**Collected data entries**

-=-=-=-=-

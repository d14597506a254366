use async_trait::async_trait;
use serde::Serialize;
use thiserror::Error;

use crate::accounts::Account;
use crate::credentials::{SubjectId, Token};

#[derive(Debug, Clone, Copy, PartialEq, Eq, Serialize)]
#[serde(rename_all = "snake_case")]
pub enum AccountEvent {
    Registered,
    Activated,
    SessionsRevoked,
}

impl AccountEvent {
    pub fn as_str(&self) -> &'static str {
        match self {
            Self::Registered => "account.registered",
            Self::Activated => "account.activated",
            Self::SessionsRevoked => "account.sessions_revoked",
        }
    }
}

#[derive(Debug, Error)]
#[error("notification delivery failed: {0}")]
pub struct NotifyError(pub String);

/// Delivery channel for account notifications.
#[async_trait]
pub trait Notifier: Send + Sync {
    async fn notify(&self, subject_id: SubjectId, event: AccountEvent) -> Result<(), NotifyError>;

    /// Deliver the activation token to a newly registered account.
    async fn send_activation(&self, account: &Account, token: &Token) -> Result<(), NotifyError>;
}

/// Records notifications in the log instead of delivering them.
#[derive(Debug, Clone, Default)]
pub struct LogNotifier;

#[async_trait]
impl Notifier for LogNotifier {
    async fn notify(&self, subject_id: SubjectId, event: AccountEvent) -> Result<(), NotifyError> {
        tracing::info!(subject_id, event = event.as_str(), "Account notification");
        Ok(())
    }

    /// Development stand-in for mail: the token lands in the log.
    async fn send_activation(&self, account: &Account, token: &Token) -> Result<(), NotifyError> {
        tracing::info!(
            subject_id = account.id,
            email = %account.email,
            activation_token = %token.plaintext,
            expiry = token.expires_at,
            "Activation token issued"
        );
        Ok(())
    }
}

#[cfg(test)]
mod tests {
    use super::*;

    #[tokio::test]
    async fn log_notifier_always_succeeds() {
        let notifier = LogNotifier;
        assert!(notifier.notify(1, AccountEvent::Activated).await.is_ok());
        assert_eq!(AccountEvent::SessionsRevoked.as_str(), "account.sessions_revoked");
    }

    #[tokio::test]
    async fn log_notifier_delivers_activation() {
        use crate::credentials::{CredentialIssuer, Scope};
        use std::time::Duration;

        let account = Account {
            id: 5,
            created_at: 0,
            name: "Alice".into(),
            email: "alice@example.com".into(),
            activated: false,
        };
        let token = CredentialIssuer::new()
            .issue(account.id, Duration::from_secs(60), Scope::Activation)
            .unwrap();
        assert!(LogNotifier.send_activation(&account, &token).await.is_ok());
    }
}
//! Structured logging.
//!
//! JSON output for production, pretty output for development. `RUST_LOG`
//! overrides the configured level when set.

use tracing_subscriber::{layer::SubscriberExt, util::SubscriberInitExt, EnvFilter};

use crate::config::ObservabilityConfig;

/// Build the filter from `RUST_LOG`, falling back to the configured level.
pub fn env_filter(config: &ObservabilityConfig) -> EnvFilter {
    EnvFilter::try_from_default_env().unwrap_or_else(|_| {
        EnvFilter::new(format!(
            "greenlight={level},tower_http={level}",
            level = config.log_level
        ))
    })
}

/// Install the global tracing subscriber.
pub fn init(config: &ObservabilityConfig) {
    let registry = tracing_subscriber::registry().with(env_filter(config));

    if config.log_format == "json" {
        registry
            .with(tracing_subscriber::fmt::layer().json().with_current_span(false))
            .init();
    } else {
        registry.with(tracing_subscriber::fmt::layer()).init();
    }
}
//! Configuration validation.
//!
//! # Responsibilities
//! - Semantic validation (serde handles syntactic)
//! - Validate value ranges (rates > 0, timeouts > 0, addresses parse)
//!
//! # Design Decisions
//! - Returns all validation errors, not just first
//! - Validation is pure function: ServiceConfig → Result<(), Vec<ValidationError>>
//! - Runs before config is accepted into the system

use std::net::SocketAddr;

use crate::config::schema::ServiceConfig;

const ENVIRONMENTS: [&str; 3] = ["development", "staging", "production"];
const LOG_FORMATS: [&str; 2] = ["json", "pretty"];
/// Longest accepted bucket sweep interval (one day).
pub const MAX_SWEEP_INTERVAL_SECS: u64 = 86_400;

/// A single semantic problem in a configuration.
#[derive(Debug, Clone, PartialEq, Eq, thiserror::Error)]
#[error("{field}: {message}")]
pub struct ValidationError {
    pub field: &'static str,
    pub message: String,
}

impl ValidationError {
    fn new(field: &'static str, message: impl Into<String>) -> Self {
        Self {
            field,
            message: message.into(),
        }
    }
}

/// Check every semantic rule and collect all violations.
pub fn validate_config(config: &ServiceConfig) -> Result<(), Vec<ValidationError>> {
    let mut errors = Vec::new();

    if config.listener.bind_address.parse::<SocketAddr>().is_err() {
        errors.push(ValidationError::new(
            "listener.bind_address",
            format!("'{}' is not a socket address", config.listener.bind_address),
        ));
    }

    if !ENVIRONMENTS.contains(&config.environment.as_str()) {
        errors.push(ValidationError::new(
            "environment",
            format!("must be one of {}", ENVIRONMENTS.join(", ")),
        ));
    }

    let limiter = &config.limiter;
    if limiter.enabled {
        if !limiter.requests_per_second.is_finite() || limiter.requests_per_second <= 0.0 {
            errors.push(ValidationError::new(
                "limiter.requests_per_second",
                "must be a positive number",
            ));
        }
        if limiter.burst == 0 {
            errors.push(ValidationError::new("limiter.burst", "must be at least 1"));
        }
    }
    if limiter.sweep_interval_secs == 0 {
        errors.push(ValidationError::new(
            "limiter.sweep_interval_secs",
            "must be greater than zero",
        ));
    } else if limiter.sweep_interval_secs > MAX_SWEEP_INTERVAL_SECS {
        errors.push(ValidationError::new(
            "limiter.sweep_interval_secs",
            format!("must be at most {MAX_SWEEP_INTERVAL_SECS}"),
        ));
    }

    if config.lifecycle.shutdown_timeout_secs == 0 {
        errors.push(ValidationError::new(
            "lifecycle.shutdown_timeout_secs",
            "must be greater than zero",
        ));
    }
    if config.lifecycle.task_drain_timeout_secs == Some(0) {
        errors.push(ValidationError::new(
            "lifecycle.task_drain_timeout_secs",
            "must be greater than zero when set",
        ));
    }

    let tokens = &config.tokens;
    if tokens.activation_ttl_secs == 0 {
        errors.push(ValidationError::new(
            "tokens.activation_ttl_secs",
            "must be greater than zero",
        ));
    }
    if tokens.authentication_ttl_secs == 0 {
        errors.push(ValidationError::new(
            "tokens.authentication_ttl_secs",
            "must be greater than zero",
        ));
    }
    if tokens.store_timeout_secs == 0 {
        errors.push(ValidationError::new(
            "tokens.store_timeout_secs",
            "must be greater than zero",
        ));
    }

    if config.timeouts.request_secs == 0 {
        errors.push(ValidationError::new(
            "timeouts.request_secs",
            "must be greater than zero",
        ));
    }

    let observability = &config.observability;
    if !LOG_FORMATS.contains(&observability.log_format.as_str()) {
        errors.push(ValidationError::new(
            "observability.log_format",
            format!("must be one of {}", LOG_FORMATS.join(", ")),
        ));
    }
    if observability.metrics_enabled
        && observability.metrics_address.parse::<SocketAddr>().is_err()
    {
        errors.push(ValidationError::new(
            "observability.metrics_address",
            format!("'{}' is not a socket address", observability.metrics_address),
        ));
    }

    if errors.is_empty() {
        Ok(())
    } else {
        Err(errors)
    }
}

-=-=-=-=-

**Action item**
Taking the entries above, print exactly the lines starting at the line with "not just first" and ending at the line with "pub field: &'static", both included.

**Problem solution**
//! - Returns all validation errors, not just first
//! - Validation is pure function: ServiceConfig → Result<(), Vec<ValidationError>>
//! - Runs before config is accepted into the system

use std::net::SocketAddr;

use crate::config::schema::ServiceConfig;

const ENVIRONMENTS: [&str; 3] = ["development", "staging", "production"];
const LOG_FORMATS: [&str; 2] = ["json", "pretty"];
/// Longest accepted bucket sweep interval (one day).
pub const MAX_SWEEP_INTERVAL_SECS: u64 = 86_400;

/// A single semantic problem in a configuration.
#[derive(Debug, Clone, PartialEq, Eq, thiserror::Error)]
#[error("{field}: {message}")]
pub struct ValidationError {
    pub field: &'static str,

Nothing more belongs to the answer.